→ Work order
Retype the entries word for word, leaving nothing out.

→ Extracted records
......

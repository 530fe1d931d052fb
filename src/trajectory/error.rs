//! Trajectory Error Types

use thiserror::Error;

/// Result type for trajectory operations
pub type Result<T> = std::result::Result<T, TrajectoryError>;

/// Trajectory generation errors
#[derive(Error, Debug, Clone, PartialEq)]
pub enum TrajectoryError {
    /// A physical parameter is outside its valid domain
    #[error("Invalid parameter {name} = {value}: {reason}")]
    InvalidParameter {
        /// Parameter name as it appears in configuration
        name: &'static str,
        /// Offending value
        value: f64,
        /// Constraint that was violated
        reason: &'static str,
    },
}

impl TrajectoryError {
    pub(crate) fn invalid(name: &'static str, value: f64, reason: &'static str) -> Self {
        TrajectoryError::InvalidParameter {
            name,
            value,
            reason,
        }
    }

    /// Name of the parameter that caused the error
    pub fn parameter(&self) -> &'static str {
        match self {
            TrajectoryError::InvalidParameter { name, .. } => name,
        }
    }
}

#[cfg(test)]
mod tests {
    use super::*;

    #[test]
    fn test_error_display() {
        let error = TrajectoryError::invalid("max_step", -1.0, "must be greater than zero");
        assert_eq!(
            error.to_string(),
            "Invalid parameter max_step = -1: must be greater than zero"
        );
        assert_eq!(error.parameter(), "max_step");
    }
}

......

→ Output for this exercise
repository 530fe1d931d052fb
filename src/trajectory/error.rs
//! Trajectory Error Types

use thiserror::Error;

/// Result type for trajectory operations
pub type Result<T> = std::result::Result<T, TrajectoryError>;

/// Trajectory generation errors
#[derive(Error, Debug, Clone, PartialEq)]
pub enum TrajectoryError {
    /// A physical parameter is outside its valid domain
    #[error("Invalid parameter {name} = {value}: {reason}")]
    InvalidParameter {
        /// Parameter name as it appears in configuration
        name: &'static str,
        /// Offending value
        value: f64,
        /// Constraint that was violated
        reason: &'static str,
    },
}

impl TrajectoryError {
    pub(crate) fn invalid(name: &'static str, value: f64, reason: &'static str) -> Self {
        TrajectoryError::InvalidParameter {
            name,
            value,
            reason,
        }
    }

    /// Name of the parameter that caused the error
    pub fn parameter(&self) -> &'static str {
        match self {
            TrajectoryError::InvalidParameter { name, .. } => name,
        }
    }
}

#[cfg(test)]
mod tests {
    use super::*;

    #[test]
    fn test_error_display() {
        let error = TrajectoryError::invalid("max_step", -1.0, "must be greater than zero");
        assert_eq!(
            error.to_string(),
            "Invalid parameter max_step = -1: must be greater than zero"
        );
        assert_eq!(error.parameter(), "max_step");
    }
}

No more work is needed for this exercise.